What this task involves ->
Nothing is to be altered. Print each record in full.

Stored items
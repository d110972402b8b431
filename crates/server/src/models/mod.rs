//! Domain models for users and sessions.

pub mod session;
pub mod user;

pub use session::{CurrentUser, keys as session_keys};
pub use user::{OAuthProvider, ProviderIdentity, User};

Answer for this exercise ->
repository d110972402b8b431
filename crates/server/src/models/mod.rs
//! Domain models for users and sessions.

pub mod session;
pub mod user;

pub use session::{CurrentUser, keys as session_keys};
pub use user::{OAuthProvider, ProviderIdentity, User};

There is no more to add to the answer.